SituationWhat the gap representsBest treatment
Lost or destroyed sourceTrue absence with a known causeShow and annotate the gap
Sampling boundaryYour collection stops, the world did notCoverage note, trimmed axis
Not-yet-processedPipeline status, not historyStatus field, not a history chart

If your gap is the first row, visualise it. If it is the second or third, a chart that foregrounds the hole misleads readers into treating a project limitation as a historical finding.

How do I show "no data" differently from "a value of zero"?

This is the single most common failure. A bar of height zero and a missing bar look almost identical, yet they mean opposite things — "we counted, and there were none" versus "we never counted". Give them separate encodings.

python
import pandas as pd
import numpy as np

# expected: one row per year 1850-1900
years = pd.RangeIndex(1850, 1901, name="year")
counts = df.set_index("year").reindex(years)  # missing years -> NaN

counts["state"] = np.where(
    counts["n"].isna(), "no_record",
    np.where(counts["n"] == 0, "true_zero", "observed"),
)

In Vega-Lite or ggplot, map no_record to a hatched or grey swatch outside the colour ramp, keep true_zero on the scale, and never let a NaN render as blank canvas the eye reads as zero.

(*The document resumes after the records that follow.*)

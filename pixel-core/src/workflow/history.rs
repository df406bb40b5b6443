//! Session transcripts
//!
//! A transcript records every turn of a migration run and replays the most
//! recent ones into later prompts. The database-backed transcript lets a run
//! be resumed by session id.

use std::fmt;
use std::sync::Mutex;

use async_trait::async_trait;

use crate::llm::ChatMessage;
use crate::{Error, Result};

/// Turn role for the prompts the team sends on the user's behalf
pub const USER_ROLE: &str = "user";

/// One recorded turn
#[derive(Debug, Clone, PartialEq, Eq)]
pub struct TurnRecord {
    pub role: String,
    pub content: String,
}

impl TurnRecord {
    pub fn new(role: impl Into<String>, content: impl Into<String>) -> Self {
        Self {
            role: role.into(),
            content: content.into(),
        }
    }
}

/// Where a session's turns are kept
#[async_trait]
pub trait Transcript: Send + Sync + fmt::Debug {
    fn session_id(&self) -> &str;

    /// Append a turn
    async fn record(&self, role: &str, content: &str) -> Result<()>;

    /// The last `limit` turns, oldest first
    async fn recent(&self, limit: usize) -> Result<Vec<TurnRecord>>;
}

/// Replay turns as chat history
///
/// Team member turns become assistant messages tagged with the role. Leading
/// assistant messages are dropped so the history always opens with a user
/// message.
pub fn to_messages(turns: &[TurnRecord]) -> Vec<ChatMessage> {
    turns
        .iter()
        .skip_while(|t| t.role != USER_ROLE)
        .map(|t| {
            if t.role == USER_ROLE {
                ChatMessage::user(t.content.clone())
            } else {
                ChatMessage::assistant(format!("[{}] {}", t.role, t.content))
            }
        })
        .collect()
}

/// In-process transcript, lost on exit
#[derive(Debug)]
pub struct MemoryTranscript {
    session_id: String,
    turns: Mutex<Vec<TurnRecord>>,
}

impl MemoryTranscript {
    pub fn new(session_id: impl Into<String>) -> Self {
        Self {
            session_id: session_id.into(),
            turns: Mutex::new(Vec::new()),
        }
    }

    /// All turns so far
    pub fn turns(&self) -> Vec<TurnRecord> {
        self.turns.lock().map(|t| t.clone()).unwrap_or_default()
    }
}

#[async_trait]
impl Transcript for MemoryTranscript {
    fn session_id(&self) -> &str {
        &self.session_id
    }

    async fn record(&self, role: &str, content: &str) -> Result<()> {
        self.turns
            .lock()
            .map_err(|_| Error::Session("transcript lock poisoned".to_string()))?
            .push(TurnRecord::new(role, content));
        Ok(())
    }

    async fn recent(&self, limit: usize) -> Result<Vec<TurnRecord>> {
        let turns = self
            .turns
            .lock()
            .map_err(|_| Error::Session("transcript lock poisoned".to_string()))?;
        let start = turns.len().saturating_sub(limit);
        Ok(turns[start..].to_vec())
    }
}

#[cfg(feature = "database")]
pub use db::DbTranscript;

#[cfg(feature = "database")]
mod db {
    use super::*;
    use pixel_db::Database;
    use tracing::info;

    /// Transcript stored in the session database
    #[derive(Debug, Clone)]
    pub struct DbTranscript {
        db: Database,
        session_id: String,
        resumed: bool,
    }

    impl DbTranscript {
        /// Open the session, creating it if the id is new
        pub async fn open(db: Database, session_id: &str) -> Result<Self> {
            let (_, created) = db.sessions().ensure(session_id).await?;
            let resumed = !created;
            if resumed {
                let turns = db.turns().count(session_id).await?;
                info!(session_id, turns, "Resuming session");
            } else {
                info!(session_id, "Started new session");
            }
            Ok(Self {
                db,
                session_id: session_id.to_string(),
                resumed,
            })
        }

        /// Whether the session existed before this run
        pub fn is_resumed(&self) -> bool {
            self.resumed
        }
    }

    #[async_trait]
    impl Transcript for DbTranscript {
        fn session_id(&self) -> &str {
            &self.session_id
        }

        async fn record(&self, role: &str, content: &str) -> Result<()> {
            self.db
                .turns()
                .append(&self.session_id, role, content)
                .await?;
            Ok(())
        }

        async fn recent(&self, limit: usize) -> Result<Vec<TurnRecord>> {
            let limit = i64::try_from(limit).unwrap_or(i64::MAX);
            let turns = self.db.turns().recent(&self.session_id, limit).await?;
            Ok(turns
                .into_iter()
                .map(|t| TurnRecord::new(t.role, t.content))
                .collect())
        }
    }
}

#[cfg(test)]
mod tests {
    use super::*;
    use crate::llm::ChatRole;

    #[tokio::test]
    async fn test_memory_window() {
        let transcript = MemoryTranscript::new("s1");
        for i in 0..5 {
            transcript.record(USER_ROLE, &format!("turn {}", i)).await.unwrap();
        }

        let recent = transcript.recent(2).await.unwrap();
        assert_eq!(recent.len(), 2);
        assert_eq!(recent[0].content, "turn 3");
        assert_eq!(recent[1].content, "turn 4");
        assert_eq!(transcript.recent(50).await.unwrap().len(), 5);
    }

    #[test]
    fn test_to_messages_starts_with_user() {
        let turns = vec![
            TurnRecord::new("architect", "{}"),
            TurnRecord::new(USER_ROLE, "Convert a.tsx"),
            TurnRecord::new("developer", "<template/>"),
        ];
        let messages = to_messages(&turns);
        assert_eq!(messages.len(), 2);
        assert_eq!(messages[0].role, ChatRole::User);
        assert_eq!(messages[1].content, "[developer] <template/>");
    }

    #[cfg(feature = "database")]
    #[tokio::test]
    async fn test_db_transcript_resume() {
        let dir = tempfile::TempDir::new().unwrap();
        let db = pixel_db::Database::new(dir.path().join("s.db")).await.unwrap();

        let first = DbTranscript::open(db.clone(), "abc").await.unwrap();
        assert!(!first.is_resumed());
        first.record(USER_ROLE, "analyze").await.unwrap();
        first.record("analyzer", "App Router").await.unwrap();

        let second = DbTranscript::open(db, "abc").await.unwrap();
        assert!(second.is_resumed());
        let recent = second.recent(10).await.unwrap();
        assert_eq!(recent.len(), 2);
        assert_eq!(recent[1], TurnRecord::new("analyzer", "App Router"));
    }
}
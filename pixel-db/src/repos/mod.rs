//! Repository modules for database operations

pub mod sessions;
pub mod turns;

pub use sessions::SessionsRepo;
pub use turns::TurnsRepo;
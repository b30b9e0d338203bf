pub mod compose;
pub mod decompose;
pub mod record;
pub mod wire;

pub use compose::*;
pub use decompose::*;
pub use record::*;
pub use wire::*;
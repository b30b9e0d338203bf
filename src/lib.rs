//! # Fluss - Pipeline Topology Compilation and Configuration Engine
//!
//! **Fluss** is the core engine behind a visual data-pipeline builder.
//! Operators assemble a linear pipeline (one input, zero or more ordered
//! processors, one output) from a catalog of typed components on a free-form
//! canvas; the backend only understands the canonical linear record. Fluss
//! keeps the two models consistent under arbitrary edits with two tightly
//! coupled subsystems:
//!
//! 1. A **schema-driven configuration engine** that turns a recursive field
//!    schema into concrete default values, applies dotted-path edits to
//!    arbitrarily deep configuration trees, and repairs container shapes that
//!    drift from the schema.
//! 2. A **topology compiler** that converts bidirectionally between the
//!    free-form directed graph the user manipulates and the canonical
//!    pipeline record the backend persists, validating connectivity before
//!    anything is submitted.
//!
//! ## Core Workflow
//!
//! 1. **Load the catalog**: deserialize the [`schema::ComponentCatalog`] once
//!    at startup; it is immutable from then on.
//! 2. **Hydrate a graph**: open an existing pipeline with
//!    [`pipeline::decompose()`] (reusing a persisted [`pipeline::VisualLayout`]
//!    when one exists), or start from an empty [`topology::TopologyGraph`].
//! 3. **Apply edits**: every user action maps to a graph mutation -
//!    [`topology::TopologyGraph::add_node`], `connect`, `rename`,
//!    `assign_component`, `set_config_value`.
//! 4. **Save**: [`pipeline::compose()`] validates the topology, orders the
//!    processors and emits the canonical [`pipeline::PipelineRecord`];
//!    [`pipeline::PipelineRecord::to_wire`] restructures it into the
//!    backend's flat-keyed payload.
//!
//! ## Quick Start
//!
//! ```rust
//! use fluss::prelude::*;
//! use serde_json::json;
//!
//! # fn main() -> std::result::Result<(), Box<dyn std::error::Error>> {
//! // 1. Load the component catalog (once, process-wide).
//! let catalog = ComponentCatalog::from_value(json!({
//!     "input": {
//!         "generate": { "properties": {
//!             "mapping": { "kind": "code" },
//!             "interval": { "kind": "string", "default": "1s" }
//!         }}
//!     },
//!     "output": {
//!         "stdout": { "properties": {} }
//!     }
//! }))?;
//!
//! // 2. Build a topology the way the canvas does.
//! let mut graph = TopologyGraph::new();
//! let input = graph.add_node(NodeRole::Input);
//! let output = graph.add_node(NodeRole::Output);
//! graph.assign_component(&input, "generate", &catalog)?;
//! graph.assign_component(&output, "stdout", &catalog)?;
//! graph.connect(&input, &output);
//!
//! // 3. Compose it into the canonical record the backend understands.
//! let record = compose(&graph, &catalog, "my_stream", "active")?;
//! assert_eq!(record.input.config["interval"], "1s");
//!
//! // 4. Round-trip through the backend's wire shape.
//! let wire = record.to_wire(&catalog)?;
//! assert_eq!(wire.input_config["generate"]["interval"], "1s");
//! # Ok(())
//! # }
//! ```

pub mod config;
pub mod error;
pub mod pipeline;
pub mod prelude;
pub mod schema;
pub mod topology;
pub mod catalog;
pub mod field;

pub use catalog::*;
pub use field::*;
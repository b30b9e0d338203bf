//! Prelude module for convenient imports
//!
//! Re-exports the most commonly used types and functions from the fluss
//! crate. Import this module to get access to the core functionality without
//! having to import each type individually.
//!
//! # Example
//!
//! ```rust,no_run
//! use fluss::prelude::*;
//!
//! # fn run_example() -> Result<()> {
//! let catalog_json = std::fs::read_to_string("path/to/catalog.json").unwrap();
//! let catalog = ComponentCatalog::from_json(&catalog_json).unwrap();
//!
//! let mut graph = TopologyGraph::new();
//! let input = graph.add_node(NodeRole::Input);
//! let output = graph.add_node(NodeRole::Output);
//! graph.connect(&input, &output);
//!
//! let record = compose(&graph, &catalog, "my_pipeline", "active")?;
//! let wire = record.to_wire(&catalog)?;
//! # Ok(())
//! # }
//! ```

// Configuration engine
pub use crate::config::{field_default, normalize, set_path, synthesize_defaults};

// Schema model and catalog
pub use crate::schema::{ComponentCatalog, ComponentSpec, FieldKind, FieldSchema, Section};

// Topology graph and layout
pub use crate::topology::{
    NodeRole, Position, StageEdge, StageNode, TopologyGraph, is_valid_label, layout,
};

// Pipeline record, compiler and wire boundary
pub use crate::pipeline::{
    LayoutEdge, LayoutNode, PipelineRecord, StageRecord, VisualLayout, WireRecord, WireStage,
    compose, decompose, snapshot_layout,
};

// Error types
pub use crate::error::TopologyError;

/// Result type alias for fallible topology operations.
pub type Result<T> = std::result::Result<T, TopologyError>;
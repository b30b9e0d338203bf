use serde_json::Value;

/// One stage of the canonical pipeline: a labelled component with its
/// canonical (un-nested) configuration tree.
#[derive(Debug, Clone, PartialEq)]
pub struct StageRecord {
    pub label: String,
    pub component: String,
    pub config: Value,
}

/// The canonical, backend-persisted linear pipeline.
///
/// Invariant: exactly one input, exactly one output, processors ordered and
/// possibly empty. This is the only persisted form of a pipeline; the visual
/// graph is derived from it on load and reduced back to it on save.
#[derive(Debug, Clone, PartialEq)]
pub struct PipelineRecord {
    pub name: String,
    pub status: String,
    pub input: StageRecord,
    pub processors: Vec<StageRecord>,
    pub output: StageRecord,
}
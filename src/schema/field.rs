use ahash::AHashMap;
use serde::Deserialize;
use serde_json::Value;

/// The closed set of shapes a configurable field can take.
///
/// The `kind` tag drives every schema-directed walk in the crate; exhaustive
/// matching on this enum replaces the string-dispatch chains the schema data
/// was originally consumed with. Only `object` nests further schema.
#[derive(Debug, Clone, PartialEq, Deserialize)]
#[serde(tag = "kind", rename_all = "snake_case")]
pub enum FieldKind {
    String,
    Number,
    Bool,
    /// Opaque code block, stored as a string.
    Code,
    /// Enumerated choice; defaults to the first option.
    Select {
        #[serde(default)]
        options: Vec<String>,
    },
    /// Ordered sequence of free-form values.
    Array,
    /// Mapping with user-supplied keys.
    KeyValue,
    /// Nested mapping with a fixed set of declared fields.
    Object {
        #[serde(default)]
        properties: AHashMap<String, FieldSchema>,
    },
}

/// Description of one configurable field of a component.
#[derive(Debug, Clone, PartialEq, Deserialize)]
pub struct FieldSchema {
    #[serde(flatten)]
    pub kind: FieldKind,

    /// Explicit default, used verbatim by the defaults synthesizer.
    #[serde(default)]
    pub default: Option<Value>,

    #[serde(default)]
    pub title: Option<String>,

    #[serde(default)]
    pub description: Option<String>,

    #[serde(default)]
    pub required: bool,
}
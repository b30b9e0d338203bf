use serde::{Deserialize, Serialize};
use serde_json::{Map, Value, json};

use super::record::{PipelineRecord, StageRecord};
use crate::topology::{NodeRole, Position, StageEdge, StageNode, TopologyGraph, layout};

/// Persisted canvas layout, stored alongside a pipeline record and returned
/// to the editor verbatim. Opaque to the backend.
#[derive(Debug, Clone, PartialEq, Default, Serialize, Deserialize)]
pub struct VisualLayout {
    #[serde(default)]
    pub nodes: Vec<LayoutNode>,
    #[serde(default)]
    pub edges: Vec<LayoutEdge>,
}

#[derive(Debug, Clone, PartialEq, Serialize, Deserialize)]
pub struct LayoutNode {
    pub id: String,
    pub position: Position,
    #[serde(default)]
    pub data: Value,
}

#[derive(Debug, Clone, PartialEq, Serialize, Deserialize)]
pub struct LayoutEdge {
    pub id: String,
    pub source: String,
    pub target: String,
}

/// Hydrates an editable graph from a pipeline record.
///
/// A saved layout wins: its nodes keep their persisted ids and positions and
/// the record's stages are paired back onto them by role, processors by label
/// with record order as the fallback. Without one, a simple left-to-right
/// path input -> processors -> output is synthesized, even though `compose`
/// tolerates more general shapes.
pub fn decompose(record: &PipelineRecord, saved_layout: Option<&VisualLayout>) -> TopologyGraph {
    match saved_layout {
        Some(saved) if !saved.nodes.is_empty() => from_layout(record, saved),
        _ => synthesize_path(record),
    }
}

/// Captures a graph's canvas state for persistence next to the record.
pub fn snapshot_layout(graph: &TopologyGraph) -> VisualLayout {
    VisualLayout {
        nodes: graph
            .nodes
            .iter()
            .map(|node| LayoutNode {
                id: node.id.clone(),
                position: node.position,
                data: json!({
                    "label": node.label,
                    "type": node.role,
                    "component": node.component,
                }),
            })
            .collect(),
        edges: graph
            .edges
            .iter()
            .map(|edge| LayoutEdge {
                id: edge.id.clone(),
                source: edge.source.clone(),
                target: edge.target.clone(),
            })
            .collect(),
    }
}

fn from_layout(record: &PipelineRecord, saved: &VisualLayout) -> TopologyGraph {
    let mut nodes = Vec::new();
    let mut processor_cursor = 0usize;
    for layout_node in &saved.nodes {
        let role = layout_node
            .data
            .get("type")
            .and_then(Value::as_str)
            .and_then(NodeRole::parse)
            .unwrap_or(NodeRole::Processor);
        let saved_label = layout_node.data.get("label").and_then(Value::as_str);
        let stage = match role {
            NodeRole::Input => Some(&record.input),
            NodeRole::Output => Some(&record.output),
            NodeRole::Processor => {
                let by_label = saved_label
                    .and_then(|label| record.processors.iter().find(|stage| stage.label == label));
                let stage = by_label.or_else(|| record.processors.get(processor_cursor));
                processor_cursor += 1;
                stage
            }
        };
        nodes.push(match stage {
            Some(stage) => StageNode {
                id: layout_node.id.clone(),
                role,
                label: stage.label.clone(),
                component: Some(stage.component.clone()),
                config: stage.config.clone(),
                position: layout_node.position,
            },
            // The layout refers to a stage the record no longer has; keep the
            // node so the canvas shape survives.
            None => StageNode {
                id: layout_node.id.clone(),
                role,
                label: saved_label.unwrap_or(role.as_str()).to_string(),
                component: None,
                config: Value::Object(Map::new()),
                position: layout_node.position,
            },
        });
    }
    let edges = saved
        .edges
        .iter()
        .map(|edge| StageEdge {
            id: edge.id.clone(),
            source: edge.source.clone(),
            target: edge.target.clone(),
        })
        .collect();
    TopologyGraph::from_parts(nodes, edges)
}

fn synthesize_path(record: &PipelineRecord) -> TopologyGraph {
    let mut nodes = Vec::new();
    let mut edges = Vec::new();
    let mut serial = 0u64;
    let mut next_id = move || {
        serial += 1;
        format!("n{serial}")
    };

    let input_id = next_id();
    nodes.push(stage_node(
        &record.input,
        input_id.clone(),
        NodeRole::Input,
        layout::position(NodeRole::Input, 0),
    ));

    let mut previous = input_id;
    for (index, stage) in record.processors.iter().enumerate() {
        let id = next_id();
        nodes.push(stage_node(
            stage,
            id.clone(),
            NodeRole::Processor,
            layout::position(NodeRole::Processor, index),
        ));
        edges.push(link(&previous, &id));
        previous = id;
    }

    let output_id = next_id();
    nodes.push(stage_node(
        &record.output,
        output_id.clone(),
        NodeRole::Output,
        layout::position(NodeRole::Output, 0),
    ));
    edges.push(link(&previous, &output_id));

    TopologyGraph::from_parts(nodes, edges)
}

fn stage_node(stage: &StageRecord, id: String, role: NodeRole, position: Position) -> StageNode {
    StageNode {
        id,
        role,
        label: stage.label.clone(),
        component: Some(stage.component.clone()),
        config: stage.config.clone(),
        position,
    }
}

fn link(source: &str, target: &str) -> StageEdge {
    StageEdge {
        id: format!("e-{source}-{target}"),
        source: source.to_string(),
        target: target.to_string(),
    }
}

Which chart types handle missing periods best?

For time series, break the line — do not let your plotting library interpolate across a missing span. In Matplotlib, insert np.nan rows so the line is severed automatically:

python
import matplotlib.pyplot as plt
s = counts["n"]            # NaN at gap years
plt.plot(s.index, s.values)   # nan breaks the line, no fake slope
plt.axvspan(1861, 1865, color="0.85", zorder=0)  # shade the gap
plt.annotate("courthouse fire, 1861", xy=(1861, 0))

A coverage strip beneath a timeline works even better for non-specialist readers: a thin horizontal band, green where sources survive, hatched where they do not. Calendar heatmaps (one cell per month or year) make multi-decade gaps legible at a glance, provided NA gets its own swatch. Avoid smooth/spline interpolation, stacked areas across gaps, and anything that manufactures values you never observed.

How do I avoid implying a trend across a gap?

Interpolation is a quiet lie. A connected line across a ten-year hole tells the eye there was a steady change when you have no evidence of the path. Three rules:

  1. Break, do not bridge. Sever the line at the gap.
  2. Shade and label. A grey band plus "no surviving returns, 1916-1919" beats silence.
  3. If you must connect, dash and caption. A clearly labelled dashed segment ("no data — schematic only") is acceptable; a solid line is not.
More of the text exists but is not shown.